Pivotal Knowledge Base

Follow

Tip - Copying data tables from one server to another which are not connected (Using gpfdist)

Goal

How to copy data of a table from one server to another server ?

Solution

On Source Server

1. Create a direcotry under /data filesystem or which ever has available space.

cd /data
mkdir transfer_tables

2. Start a "gpfdist" process for the directory created.

gpfdist -d /data/transfer_tables -p 8080 -l /tmp/gpfdist.log &

-- Check if the gpfdist process started or not using "ps -ef|grep gpfdist" command. Output would something like below:

[gpadmin@mdw ~]$ ps -ef|grep dist
gpadmin657610 May03 ?00:00:00 gpfdist -d /data/transfer_tables -p 8080 -l gpfdist.log
gpadmin1543993210 17:00 pts/100:00:00 grep dist

3. Connect to database and create "writable" external tables for each table that needs to be moved. -- my table to transfer is "move_me"

gpadmin=# \d move_me
Table "public.move_me"
Column |Type| Modifiers
--------+-------------------+-----------
id| integer|
name| character varying |
Distributed by: (id)

-- Create a writable external table ext_of_move_me LIKE move_me table using below command:

gpadmin=# CREATE WRITABLE EXTERNAL TABLE ext_of_move_me(like move_me) location ('gpfdist://mdw:8080/move_me.csv') format 'text';
NOTICE:Table doesn't have 'distributed by' clause, defaulting to distribution columns from LIKE table
CREATE EXTERNAL TABLE

-- Transfer the data into a flat file by inserting into external table created:

gpadmin=# insert into ext_of_move_me select * from move_me;
INSERT 0 1000

-- You can see the file created in location given to gpfdist while starting it.

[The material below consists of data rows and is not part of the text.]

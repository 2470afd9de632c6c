//! Admission control for the transcoder.
//!
//! The number of active jobs is always derived by scanning the job table for
//! `Processing` records, never kept as a separate counter, so a missed
//! decrement path cannot shrink capacity.

use crate::jobs::{Job, JobStatus};
use std::collections::HashMap;

/// Outcome of an admission check
#[derive(Debug, Clone, Copy, PartialEq, Eq)]
pub enum Admission {
    Admitted,
    Rejected { active: usize, limit: usize },
}

/// Enforces the global ceiling on simultaneously processing jobs
#[derive(Debug, Clone, Copy, PartialEq, Eq)]
pub struct AdmissionController {
    limit: usize,
}

impl AdmissionController {
    /// A zero limit is raised to 1; a ceiling of 0 would reject everything.
    pub fn new(limit: usize) -> Self {
        Self {
            limit: limit.max(1),
        }
    }

    pub fn limit(&self) -> usize {
        self.limit
    }

    /// Count of jobs currently Processing
    pub fn active_count(jobs: &HashMap<String, Job>) -> usize {
        jobs.values()
            .filter(|job| job.status == JobStatus::Processing)
            .count()
    }

    /// Decide whether one more job may start now.
    ///
    /// Must be called under the same store lock as the transition it guards.
    pub fn try_admit(&self, jobs: &HashMap<String, Job>) -> Admission {
        let active = Self::active_count(jobs);
        if active < self.limit {
            Admission::Admitted
        } else {
            Admission::Rejected {
                active,
                limit: self.limit,
            }
        }
    }
}

impl Default for AdmissionController {
    fn default() -> Self {
        Self::new(3)
    }
}
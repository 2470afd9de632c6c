//! Daemon startup and main loop for vidsqueeze
//!
//! Wires the job store, engine, executor, sweeper and HTTP server together and
//! runs them until shutdown.

use crate::admission::AdmissionController;
use crate::concurrency::{derive_plan, ConcurrencyPlan};
use crate::config::Config;
use crate::encode::{FfmpegEngine, TranscodeEngine};
use crate::job_executor::JobExecutor;
use crate::server::{run_server, AppState, ServerError};
use crate::startup::{ensure_storage_dirs, run_startup_checks, StartupError};
use crate::store::JobStore;
use crate::sweeper::RetentionSweeper;
use std::future::Future;
use std::net::{IpAddr, SocketAddr};
use std::sync::Arc;
use thiserror::Error;

/// Error type for daemon operations
#[derive(Debug, Error)]
pub enum DaemonError {
    /// Startup check failed
    #[error("Startup check failed: {0}")]
    Startup(#[from] StartupError),

    /// Server error
    #[error("Server error: {0}")]
    Server(#[from] ServerError),

    #[error("Invalid listen address '{0}'")]
    InvalidAddress(String),
}

/// Daemon state containing all runtime components
pub struct Daemon {
    /// Configuration loaded from file and environment
    pub config: Config,
    /// Derived concurrency plan
    pub concurrency_plan: ConcurrencyPlan,
    /// Job lifecycle orchestrator
    pub executor: Arc<JobExecutor>,
    sweeper: RetentionSweeper,
}

impl Daemon {
    /// Initialize the daemon with a loaded configuration
    ///
    /// 1. Run startup checks (storage directories, ffmpeg)
    /// 2. Derive concurrency plan and build the components
    pub async fn with_config(config: Config) -> Result<Self, DaemonError> {
        run_startup_checks(&config)?;
        Ok(Self::new_without_checks(config))
    }

    /// Initialize the daemon without running startup checks
    ///
    /// Useful for testing when ffmpeg is not available.
    pub fn new_without_checks(config: Config) -> Self {
        let plan = derive_plan(&config);
        let engine = Arc::new(FfmpegEngine::new(config.engine.ffmpeg_path.clone(), &plan));
        Self::with_engine(config, engine)
    }

    /// Build the daemon around a specific transcoding engine
    pub fn with_engine(config: Config, engine: Arc<dyn TranscodeEngine>) -> Self {
        let concurrency_plan = derive_plan(&config);
        let store = JobStore::new();
        let admission = AdmissionController::new(concurrency_plan.max_concurrent_jobs as usize);
        let executor = Arc::new(JobExecutor::new(
            store.clone(),
            engine,
            admission,
            config.storage.outputs_dir.clone(),
        ));
        let sweeper = RetentionSweeper::new(
            store,
            config.jobs.retention(),
            config.jobs.sweep_interval(),
        );

        Self {
            config,
            concurrency_plan,
            executor,
            sweeper,
        }
    }

    pub fn store(&self) -> &JobStore {
        self.executor.store()
    }

    /// Handler state for the HTTP server
    pub fn app_state(&self) -> AppState {
        AppState::new(
            self.executor.clone(),
            self.config.uploads.clone(),
            self.config.storage.clone(),
        )
    }

    /// Socket address from the `[server]` section
    pub fn listen_addr(&self) -> Result<SocketAddr, DaemonError> {
        let host = &self.config.server.host;
        let ip: IpAddr = host
            .parse()
            .map_err(|_| DaemonError::InvalidAddress(host.clone()))?;
        Ok(SocketAddr::new(ip, self.config.server.port))
    }

    pub fn sweeper_running(&self) -> bool {
        self.sweeper.is_running()
    }

    /// Run the daemon with all background tasks
    ///
    /// Starts the retention sweeper and serves the API until `shutdown`
    /// resolves, then stops the sweeper.
    pub async fn run_with_server<F>(&mut self, shutdown: F) -> Result<(), DaemonError>
    where
        F: Future<Output = ()> + Send + 'static,
    {
        ensure_storage_dirs(&self.config.storage)?;
        let addr = self.listen_addr()?;

        tracing::info!(
            %addr,
            max_concurrent_jobs = self.concurrency_plan.max_concurrent_jobs,
            threads_per_job = self.concurrency_plan.threads_per_job,
            uploads = %self.config.storage.uploads_dir.display(),
            outputs = %self.config.storage.outputs_dir.display(),
            "Daemon starting"
        );

        self.sweeper.start();
        let served = run_server(self.app_state(), addr, shutdown).await;
        self.sweeper.stop().await;

        tracing::info!(jobs = self.store().len(), "Daemon stopped");
        served.map_err(DaemonError::from)
    }
}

ls -ltrh /data/transfer_tables

4. Once you have created flat files for all tables which needs to be copied, using above procedure(step 3), you can use an external hard disk to move the files to target machine as there is no connectivity between servers.

On Target Server

5. Once all flat files are copied into target machine(assuming you have enough space to hold these flat files), start the gpfdist process(like in step2). Assuming you have copied the files in same location as source(it can be different, however you will have to change the directory in gpfdist command):

gpfdist -d /data/transfer_tables -p 8080 -l /tmp/gpfdist.log &

6. Connect to database and create a "readable" external table to load the data into tables. However you will have to create these external tables with the same structure as source system. If you already have a structure in the target table, that would be good.

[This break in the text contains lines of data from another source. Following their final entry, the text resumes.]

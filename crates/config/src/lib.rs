//! Configuration module for vidsqueeze
//!
//! Handles loading configuration from TOML files and environment variable overrides.

pub mod config;

pub use config::*;
//! Startup checks module for vidsqueeze
//!
//! Preflight checks run before the server accepts requests:
//! - FFmpeg is reachable at the configured path and recent enough
//! - Upload and output directories exist

use crate::config::{Config, StorageConfig};
use std::path::{Path, PathBuf};
use std::process::Command;
use thiserror::Error;

/// Oldest FFmpeg major release with the scale options the presets rely on
pub const MIN_FFMPEG_MAJOR: u32 = 5;

/// Error types for startup checks
#[derive(Debug, Error)]
pub enum StartupError {
    #[error("FFmpeg not available: {0}")]
    FfmpegUnavailable(String),

    #[error("FFmpeg version requirement not met: {0}")]
    FfmpegVersion(String),

    #[error("Cannot prepare storage directory {path}: {source}")]
    Storage {
        path: PathBuf,
        source: std::io::Error,
    },
}

/// Parse FFmpeg version string and extract major version number
///
/// Handles various FFmpeg version formats:
/// - Standard: "ffmpeg version 6.1.1-3ubuntu5 ..."
/// - N-prefixed: "ffmpeg version n7.0-... ..."
///
/// Git snapshot builds ("N-113000-g...") carry no release number and yield None.
pub fn parse_ffmpeg_version(version_output: &str) -> Option<u32> {
    let version_line = version_output
        .lines()
        .find(|line| line.to_lowercase().contains("ffmpeg version"))?;

    let version_part = version_line
        .to_lowercase()
        .split("ffmpeg version")
        .nth(1)?
        .split_whitespace()
        .next()?
        .to_string();

    let version_str = version_part.trim_start_matches('n');

    let major_str = version_str.split(['.', '-']).next()?;

    major_str.parse().ok()
}

/// Run `<ffmpeg> -version` and verify the release is new enough.
///
/// Returns the first line of the version banner. An unparseable version is
/// accepted with a warning.
pub fn check_ffmpeg(ffmpeg_path: &Path) -> Result<String, StartupError> {
    let output = Command::new(ffmpeg_path)
        .arg("-version")
        .output()
        .map_err(|e| {
            StartupError::FfmpegUnavailable(format!(
                "{} -version failed; is FFmpeg installed and in PATH? Error: {}",
                ffmpeg_path.display(),
                e
            ))
        })?;

    if !output.status.success() {
        return Err(StartupError::FfmpegUnavailable(format!(
            "{} -version exited with {}",
            ffmpeg_path.display(),
            output.status
        )));
    }

    let version_output = String::from_utf8_lossy(&output.stdout);
    let banner = version_output.lines().next().unwrap_or("(empty)").to_string();

    match parse_ffmpeg_version(&version_output) {
        Some(major) if major < MIN_FFMPEG_MAJOR => Err(StartupError::FfmpegVersion(format!(
            "FFmpeg {}.x or newer required, got: {}",
            MIN_FFMPEG_MAJOR, major
        ))),
        Some(_) => Ok(banner),
        None => {
            tracing::warn!(banner = %banner, "Could not parse FFmpeg version, continuing");
            Ok(banner)
        }
    }
}

/// Create the upload and output directories if they do not exist
pub fn ensure_storage_dirs(storage: &StorageConfig) -> Result<(), StartupError> {
    for dir in [&storage.uploads_dir, &storage.outputs_dir] {
        std::fs::create_dir_all(dir).map_err(|source| StartupError::Storage {
            path: dir.clone(),
            source,
        })?;
    }
    Ok(())
}

/// Run all startup checks in order
///
/// 1. Storage directories
/// 2. FFmpeg availability and version
pub fn run_startup_checks(cfg: &Config) -> Result<(), StartupError> {
    ensure_storage_dirs(&cfg.storage)?;
    let banner = check_ffmpeg(&cfg.engine.ffmpeg_path)?;
    tracing::info!(ffmpeg = %banner, "Startup checks passed");
    Ok(())
}
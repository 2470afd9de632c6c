//! CLI entry point for vidsqueeze
//!
//! Parses command line arguments, sets up logging and runs the daemon until
//! Ctrl-C.

use clap::Parser;
use std::path::PathBuf;
use std::process::ExitCode;
use vidsqueeze::{Config, Daemon};

/// vidsqueeze - upload, compress and download videos over HTTP
#[derive(Parser, Debug)]
#[command(name = "vidsqueeze")]
#[command(author, version, about, long_about = None)]
struct Args {
    /// Path to the configuration file; defaults apply if it does not exist
    #[arg(short, long, default_value = "config.toml")]
    config: PathBuf,

    /// Skip the ffmpeg startup check. For testing only.
    #[arg(long, default_value = "false")]
    skip_checks: bool,

    /// Verbose logging (ignored when RUST_LOG is set)
    #[arg(short, long)]
    verbose: bool,
}

async fn shutdown_signal() {
    if let Err(e) = tokio::signal::ctrl_c().await {
        tracing::error!(error = %e, "Failed to listen for Ctrl-C");
        std::future::pending::<()>().await;
    }
    tracing::info!("Shutdown requested");
}

#[tokio::main]
async fn main() -> ExitCode {
    let args = Args::parse();

    let env_filter = std::env::var("RUST_LOG").unwrap_or_else(|_| {
        if args.verbose {
            "vidsqueeze=debug,vidsqueeze_cli=debug".to_string()
        } else {
            "vidsqueeze=info,vidsqueeze_cli=info".to_string()
        }
    });
    tracing_subscriber::fmt().with_env_filter(&env_filter).init();

    tracing::info!(config = %args.config.display(), "vidsqueeze starting");

    let config = match Config::load_or_default(&args.config) {
        Ok(config) => config,
        Err(e) => {
            tracing::error!(error = %e, "Failed to load configuration");
            return ExitCode::FAILURE;
        }
    };

    let daemon_result = if args.skip_checks {
        tracing::warn!("Skipping startup checks (--skip-checks enabled)");
        Ok(Daemon::new_without_checks(config))
    } else {
        Daemon::with_config(config).await
    };

    let mut daemon = match daemon_result {
        Ok(daemon) => daemon,
        Err(e) => {
            tracing::error!(error = %e, "Failed to initialize daemon");
            return ExitCode::FAILURE;
        }
    };

    tracing::info!(
        cores = daemon.concurrency_plan.total_cores,
        max_concurrent_jobs = daemon.concurrency_plan.max_concurrent_jobs,
        threads_per_job = daemon.concurrency_plan.threads_per_job,
        "Daemon initialized"
    );

    if let Err(e) = daemon.run_with_server(shutdown_signal()).await {
        tracing::error!(error = %e, "Daemon error");
        return ExitCode::FAILURE;
    }

    ExitCode::SUCCESS
}
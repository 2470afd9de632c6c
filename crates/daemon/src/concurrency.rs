//! Concurrency planning module for vidsqueeze
//!
//! Splits the CPU budget between the jobs that may run at once, so each ffmpeg
//! process gets a fixed `-threads` value instead of grabbing every core.

use crate::config::Config;

/// Concurrency plan derived from configuration and system resources
#[derive(Debug, Clone, PartialEq)]
pub struct ConcurrencyPlan {
    /// Total logical CPU cores available
    pub total_cores: u32,
    /// Target number of threads to use based on utilization
    pub target_threads: u32,
    /// Encoder threads handed to each ffmpeg process
    pub threads_per_job: u32,
    /// Admission ceiling
    pub max_concurrent_jobs: u32,
}

impl ConcurrencyPlan {
    /// Derive a concurrency plan from configuration
    ///
    /// - Detects CPU cores via num_cpus if not specified in config
    /// - Clamps target_cpu_utilization to [0.5, 1.0]
    /// - Divides the target threads evenly across the admission ceiling,
    ///   never going below one thread per job
    pub fn derive(cfg: &Config) -> Self {
        let total_cores = cfg
            .cpu
            .logical_cores
            .unwrap_or_else(|| num_cpus::get() as u32)
            .max(1);

        let clamped_utilization = clamp_utilization(cfg.cpu.target_cpu_utilization);
        let target_threads = (((total_cores as f32) * clamped_utilization).round() as u32).max(1);

        let max_concurrent_jobs = cfg.jobs.max_concurrent_jobs.max(1);
        let threads_per_job = (target_threads / max_concurrent_jobs).max(1);

        Self {
            total_cores,
            target_threads,
            threads_per_job,
            max_concurrent_jobs,
        }
    }
}

/// Clamp utilization to valid range [0.5, 1.0]
fn clamp_utilization(util: f32) -> f32 {
    if util.is_nan() {
        return 1.0;
    }
    util.clamp(0.5, 1.0)
}

/// Public function to derive a concurrency plan from configuration
pub fn derive_plan(cfg: &Config) -> ConcurrencyPlan {
    ConcurrencyPlan::derive(cfg)
}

-- Connect to database and create readable external table like below(assuming you dont have structure at target), so specifying all columns names while creating it:

checkcat=# CREATE READABLE EXTERNAL TABLE ext_to_load_move_me(id int, name varchar) location ('gpfdist://mdw:8080/move_me.csv') FORMAT 'TEXT';
CREATE EXTERNAL TABLE
checkcat=#

NOTE: here we have used "move_me.csv" file, for other table you might have copied into other files, so specify that file name accordingly in the command.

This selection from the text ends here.